伊左衛門と夕霧の仲が認められ、身請け金が用意された。
二作目は、人間の諦念と執着が描かれた近松門左衛門の名作『平家女護島(へいけにょごのしま)』「俊寛(しゅんかん)」。平家滅亡を企て鬼界ヶ島へ流された俊寛僧都が、赦免の船が訪れるも自らの身を島に残し、孤独と絶望に沈む様子を描いた物語だ。
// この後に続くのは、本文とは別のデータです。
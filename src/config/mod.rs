use crate::error::{RateLimitError, Result};
use crate::rate_limit::types::{KeyStrategy, LimitConfig, RateLimitPolicy};
use serde::{Deserialize, Serialize};
use std::path::Path;
use std::time::Duration;

/// Prefix for environment overrides, e.g. `BLOG__RATE_LIMIT__ENABLED=false`
pub const ENV_PREFIX: &str = "BLOG";

/// Main application configuration
#[derive(Debug, Clone, Default, Serialize, Deserialize)]
pub struct AppConfig {
    /// Server configuration
    #[serde(default)]
    pub server: ServerConfig,
    /// Logging configuration
    #[serde(default)]
    pub logging: LoggingConfig,
    /// Rate limiting configuration
    #[serde(default)]
    pub rate_limit: RateLimitSettings,
    /// Admin listener configuration
    #[serde(default)]
    pub admin: AdminConfig,
}

/// Server configuration
#[derive(Debug, Clone, Serialize, Deserialize)]
pub struct ServerConfig {
    /// Server host address
    #[serde(default = "default_host")]
    pub host: String,
    /// Server port
    #[serde(default = "default_port")]
    pub port: u16,
    /// Request timeout in seconds, also the deadline for rate limit checks
    #[serde(default = "default_timeout")]
    pub timeout_secs: u64,
}

/// Admin API listener, bound separately from the public API
#[derive(Debug, Clone, Serialize, Deserialize)]
pub struct AdminConfig {
    /// Serve the admin routes at all
    #[serde(default)]
    pub enabled: bool,
    #[serde(default = "default_admin_host")]
    pub host: String,
    #[serde(default = "default_admin_port")]
    pub port: u16,
}

/// Logging configuration
#[derive(Debug, Clone, Default, Serialize, Deserialize)]
pub struct LoggingConfig {
    /// Emit JSON log lines instead of compact text
    #[serde(default)]
    pub json: bool,
}

/// Rate limiting configuration
#[derive(Debug, Clone, Serialize, Deserialize)]
pub struct RateLimitSettings {
    /// Enable rate limiting
    #[serde(default = "default_true")]
    pub enabled: bool,
    /// Limit used when no caller-class limit is configured
    #[serde(default = "default_limit")]
    pub default: LimitConfig,
    /// Limit for callers with a resolved user ID
    #[serde(default)]
    pub authenticated: Option<LimitConfig>,
    /// Limit for anonymous callers
    #[serde(default)]
    pub anonymous: Option<LimitConfig>,
    /// Seconds between cleanup sweeps of expired counters
    #[serde(default = "default_cleanup_interval")]
    pub cleanup_interval_secs: u64,
    /// Paths (and everything below them) that bypass the limiter
    #[serde(default = "default_skip_paths")]
    pub skip_paths: Vec<String>,
    /// How rate limit keys are derived
    #[serde(default)]
    pub key_strategy: KeyStrategy,
    /// Attach `X-RateLimit-*` headers to responses
    #[serde(default = "default_true")]
    pub include_headers: bool,
    /// Take the client IP from `X-Forwarded-For` / `X-Real-IP`; only safe
    /// behind a proxy that overwrites them
    #[serde(default)]
    pub trust_forwarded_headers: bool,
    /// Summary logging of limiter telemetry
    #[serde(default)]
    pub monitor: MonitorConfig,
}

/// Periodic summary logging configuration
#[derive(Debug, Clone, Serialize, Deserialize)]
pub struct MonitorConfig {
    #[serde(default = "default_true")]
    pub enabled: bool,
    /// Seconds between summaries
    #[serde(default = "default_report_interval")]
    pub report_interval_secs: u64,
    /// How many top violators each summary lists
    #[serde(default = "default_top_n")]
    pub top_n: usize,
    /// Upper bound on keys tracked in the per-key request and violation maps
    #[serde(default = "default_max_tracked_keys")]
    pub max_tracked_keys: usize,
}

fn default_true() -> bool {
    true
}

fn default_host() -> String {
    "0.0.0.0".to_string()
}

fn default_port() -> u16 {
    8080
}

fn default_timeout() -> u64 {
    30
}

fn default_limit() -> LimitConfig {
    LimitConfig::new(100, 60)
}

fn default_cleanup_interval() -> u64 {
    300 // 5 minutes
}

fn default_skip_paths() -> Vec<String> {
    vec!["/health".to_string(), "/metrics".to_string()]
}

fn default_report_interval() -> u64 {
    60
}

fn default_top_n() -> usize {
    10
}

fn default_max_tracked_keys() -> usize {
    10_000
}

fn default_admin_host() -> String {
    "127.0.0.1".to_string()
}

fn default_admin_port() -> u16 {
    9091
}

impl Default for ServerConfig {
    fn default() -> Self {
        Self {
            host: default_host(),
            port: default_port(),
            timeout_secs: default_timeout(),
        }
    }
}

impl Default for MonitorConfig {
    fn default() -> Self {
        Self {
            enabled: true,
            report_interval_secs: default_report_interval(),
            top_n: default_top_n(),
            max_tracked_keys: default_max_tracked_keys(),
        }
    }
}

impl Default for AdminConfig {
    fn default() -> Self {
        Self {
            enabled: false,
            host: default_admin_host(),
            port: default_admin_port(),
        }
    }
}

impl Default for RateLimitSettings {
    fn default() -> Self {
        Self {
            enabled: true,
            default: default_limit(),
            authenticated: None,
            anonymous: None,
            cleanup_interval_secs: default_cleanup_interval(),
            skip_paths: default_skip_paths(),
            key_strategy: KeyStrategy::default(),
            include_headers: true,
            trust_forwarded_headers: false,
            monitor: MonitorConfig::default(),
        }
    }
}

impl ServerConfig {
    pub fn timeout(&self) -> Duration {
        Duration::from_secs(self.timeout_secs)
    }
}

impl RateLimitSettings {
    /// Policy for a caller, depending on whether a user ID was resolved
    pub fn policy_for(&self, authenticated: bool) -> RateLimitPolicy {
        let class = if authenticated {
            self.authenticated
        } else {
            self.anonymous
        };
        class.unwrap_or(self.default).policy()
    }

    pub fn default_policy(&self) -> RateLimitPolicy {
        self.default.policy()
    }

    pub fn cleanup_interval(&self) -> Duration {
        Duration::from_secs(self.cleanup_interval_secs)
    }

    /// Whether `path` equals a skip entry or lies below one
    pub fn is_skipped(&self, path: &str) -> bool {
        self.skip_paths.iter().any(|skip| {
            let skip = skip.trim_end_matches('/');
            if skip.is_empty() {
                return path == "/";
            }
            path == skip
                || path
                    .strip_prefix(skip)
                    .is_some_and(|rest| rest.starts_with('/'))
        })
    }
}

impl AppConfig {
    /// Load configuration from an optional YAML file, then apply
    /// `BLOG__*` environment overrides
    pub fn load(path: Option<&Path>) -> Result<Self> {
        let mut builder = config::Config::builder();

        if let Some(path) = path {
            builder = builder.add_source(
                config::File::from(path)
                    .format(config::FileFormat::Yaml)
                    .required(true),
            );
        }

        builder = builder.add_source(
            config::Environment::with_prefix(ENV_PREFIX)
                .prefix_separator("__")
                .separator("__")
                .list_separator(",")
                .with_list_parse_key("rate_limit.skip_paths")
                .try_parsing(true),
        );

        let config: Self = builder
            .build()
            .and_then(|c| c.try_deserialize())
            .map_err(|e| RateLimitError::Config(format!("Failed to load config: {}", e)))?;

        config.validate()?;
        Ok(config)
    }

    /// Parse configuration from YAML string
    pub fn from_yaml(yaml: &str) -> Result<Self> {
        serde_yaml::from_str(yaml)
            .map_err(|e| RateLimitError::Config(format!("Failed to parse config: {}", e)))
    }

    /// Validate configuration
    pub fn validate(&self) -> Result<()> {
        let rl = &self.rate_limit;

        let limits = [
            ("default", Some(rl.default)),
            ("authenticated", rl.authenticated),
            ("anonymous", rl.anonymous),
        ];
        for (name, limit) in limits {
            let Some(limit) = limit else { continue };
            if limit.limit == 0 {
                return Err(RateLimitError::Config(format!(
                    "Rate limit '{}' must allow at least one request",
                    name
                )));
            }
            if limit.window_secs == 0 {
                return Err(RateLimitError::Config(format!(
                    "Rate limit '{}' window must be > 0",
                    name
                )));
            }
        }

        if rl.cleanup_interval_secs == 0 {
            return Err(RateLimitError::Config(
                "Cleanup interval must be > 0".to_string(),
            ));
        }

        if rl.monitor.enabled && rl.monitor.report_interval_secs == 0 {
            return Err(RateLimitError::Config(
                "Monitor report interval must be > 0".to_string(),
            ));
        }

        if rl.monitor.max_tracked_keys == 0 {
            return Err(RateLimitError::Config(
                "Monitor max_tracked_keys must be > 0".to_string(),
            ));
        }

        if self.admin.enabled
            && self.admin.host == self.server.host
            && self.admin.port == self.server.port
        {
            return Err(RateLimitError::Config(
                "Admin listener must not share the API address".to_string(),
            ));
        }

        if self.server.timeout_secs == 0 {
            return Err(RateLimitError::Config(
                "Server timeout must be > 0".to_string(),
            ));
        }

        for path in &rl.skip_paths {
            if !path.starts_with('/') {
                return Err(RateLimitError::Config(format!(
                    "Skip path '{}' must start with '/'",
                    path
                )));
            }
        }

        Ok(())
    }
}

#[cfg(test)]
mod tests {
    use super::*;
    use std::io::Write;

    #[test]
    fn test_default_values() {
        let config = AppConfig::from_yaml("{}").unwrap();
        assert_eq!(config.server.host, "0.0.0.0");
        assert_eq!(config.server.port, 8080);
        assert_eq!(config.server.timeout_secs, 30);

        let rl = &config.rate_limit;
        assert!(rl.enabled);
        assert!(rl.include_headers);
        assert_eq!(rl.default, LimitConfig::new(100, 60));
        assert_eq!(rl.cleanup_interval(), Duration::from_secs(300));
        assert_eq!(rl.key_strategy, KeyStrategy::Ip);
        assert_eq!(rl.skip_paths, vec!["/health", "/metrics"]);
        assert!(!rl.trust_forwarded_headers);
        assert_eq!(rl.monitor.max_tracked_keys, 10_000);
        assert!(!config.admin.enabled);
        assert_eq!(config.admin.host, "127.0.0.1");
        assert!(config.validate().is_ok());
    }

    #[test]
    fn test_parse_rate_limit_config() {
        let yaml = r#"
server:
  host: "127.0.0.1"
  port: 9000

rate_limit:
  enabled: true
  default:
    limit: 100
    window_secs: 60
  authenticated:
    limit: 1000
    window_secs: 60
  anonymous:
    limit: 20
    window_secs: 10
  cleanup_interval_secs: 30
  skip_paths: ["/health"]
  key_strategy: ip_user
  include_headers: false
  trust_forwarded_headers: true
  monitor:
    max_tracked_keys: 500

admin:
  enabled: true
  port: 9200
"#;

        let config = AppConfig::from_yaml(yaml).unwrap();
        assert_eq!(config.server.port, 9000);

        let rl = &config.rate_limit;
        assert_eq!(rl.key_strategy, KeyStrategy::IpUser);
        assert!(!rl.include_headers);
        assert!(rl.trust_forwarded_headers);
        assert_eq!(rl.monitor.max_tracked_keys, 500);
        assert_eq!(rl.monitor.top_n, 10);
        assert!(config.admin.enabled);
        assert_eq!(config.admin.host, "127.0.0.1");
        assert_eq!(config.admin.port, 9200);
        assert_eq!(
            rl.policy_for(true),
            RateLimitPolicy::new(1000, Duration::from_secs(60))
        );
        assert_eq!(
            rl.policy_for(false),
            RateLimitPolicy::new(20, Duration::from_secs(10))
        );
        assert!(config.validate().is_ok());
    }

    #[test]
    fn test_policy_falls_back_to_default() {
        let rl = RateLimitSettings::default();
        assert_eq!(rl.policy_for(true), rl.default_policy());
        assert_eq!(rl.policy_for(false), rl.default_policy());
    }

    #[test]
    fn test_skip_paths() {
        let rl = RateLimitSettings {
            skip_paths: vec!["/health".to_string(), "/admin/".to_string()],
            ..Default::default()
        };

        assert!(rl.is_skipped("/health"));
        assert!(rl.is_skipped("/health/live"));
        assert!(!rl.is_skipped("/healthz"));
        assert!(rl.is_skipped("/admin"));
        assert!(rl.is_skipped("/admin/rate-limit/metrics"));
        assert!(!rl.is_skipped("/api/articles"));
    }

    #[test]
    fn test_validate_rejects_zero_limit() {
        let mut config = AppConfig::default();
        config.rate_limit.anonymous = Some(LimitConfig::new(0, 60));
        assert!(config.validate().is_err());

        let mut config = AppConfig::default();
        config.rate_limit.default = LimitConfig::new(10, 0);
        assert!(config.validate().is_err());

        let mut config = AppConfig::default();
        config.rate_limit.cleanup_interval_secs = 0;
        assert!(config.validate().is_err());

        let mut config = AppConfig::default();
        config.rate_limit.skip_paths = vec!["health".to_string()];
        assert!(config.validate().is_err());

        let mut config = AppConfig::default();
        config.rate_limit.monitor.max_tracked_keys = 0;
        assert!(config.validate().is_err());

        let mut config = AppConfig::default();
        config.admin.enabled = true;
        config.admin.host = config.server.host.clone();
        config.admin.port = config.server.port;
        assert!(config.validate().is_err());
    }

    #[test]
    fn test_load_from_file_with_env_override() {
        let mut file = tempfile::Builder::new().suffix(".yaml").tempfile().unwrap();
        writeln!(
            file,
            "rate_limit:\n  key_strategy: user\n  default:\n    limit: 5\n    window_secs: 10\n"
        )
        .unwrap();

        std::env::set_var("BLOG__RATE_LIMIT__INCLUDE_HEADERS", "false");
        std::env::set_var("BLOG__RATE_LIMIT__SKIP_PATHS", "/health,/status");
        let config = AppConfig::load(Some(file.path()));
        std::env::remove_var("BLOG__RATE_LIMIT__INCLUDE_HEADERS");
        std::env::remove_var("BLOG__RATE_LIMIT__SKIP_PATHS");

        let config = config.unwrap();
        let rl = &config.rate_limit;
        assert_eq!(rl.key_strategy, KeyStrategy::User);
        assert_eq!(rl.default, LimitConfig::new(5, 10));
        assert!(!rl.include_headers);
        assert_eq!(rl.skip_paths, vec!["/health", "/status"]);
    }

    #[test]
    fn test_load_missing_file_fails() {
        let result = AppConfig::load(Some(Path::new("/nonexistent/blog-ratelimit.yaml")));
        assert!(matches!(result, Err(RateLimitError::Config(_))));
    }
}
「俊寛」左より、須郷徹平(CV.東地宏樹)、常守朱(CV.花澤香菜)、狡噛慎也(CV.関智一)、宜野座伸元(CV.野島健児)
俊寛を演じるのは狡噛慎也(CV:関智一)。俊寛の運命を変える海女千鳥と、非情な役人である瀬尾太郎兼康という対極的な2役を巧みに演じ分けるのは常守朱(CV:花澤香菜)。ご赦免船に乗ってやってきた瀬尾太郎兼康が読み上げる赦免状に、自分の名前がないことに俊寛は絶望するが、若い夫婦・成経と千鳥に希望を託し、自ら島に残る決意をする。

狡噛慎也(CV. 関智一)

常守朱(CV. 花澤香菜)
しかし、千鳥を都へ連れて行くために上使を討ち、罪を背負って孤島に留まることに。船が去り、ひとり残された俊寛の悲嘆が人間の本質的な弱さを浮き彫りにし、観客の涙を誘った。舞台は花道も用いて、巧みな演出で感動的な別れを描き、声優陣に惜しみない拍手が送られ幕となった。
朗読劇の終幕後は、出演者4名がステージに再登場し、関の司会によるアフタートークへ。朗読劇の興奮そのままに、今回の「こえかぶ」挑戦の裏話や、各々の一番好きな台詞といったテーマで、大いに盛り上がった。
関からは、観客に向けて「次回以降の回では、歌舞伎ならではの“●●屋!”などと屋号を呼ぶかけごえ(大向う)をお願いしたい」というリクエストも。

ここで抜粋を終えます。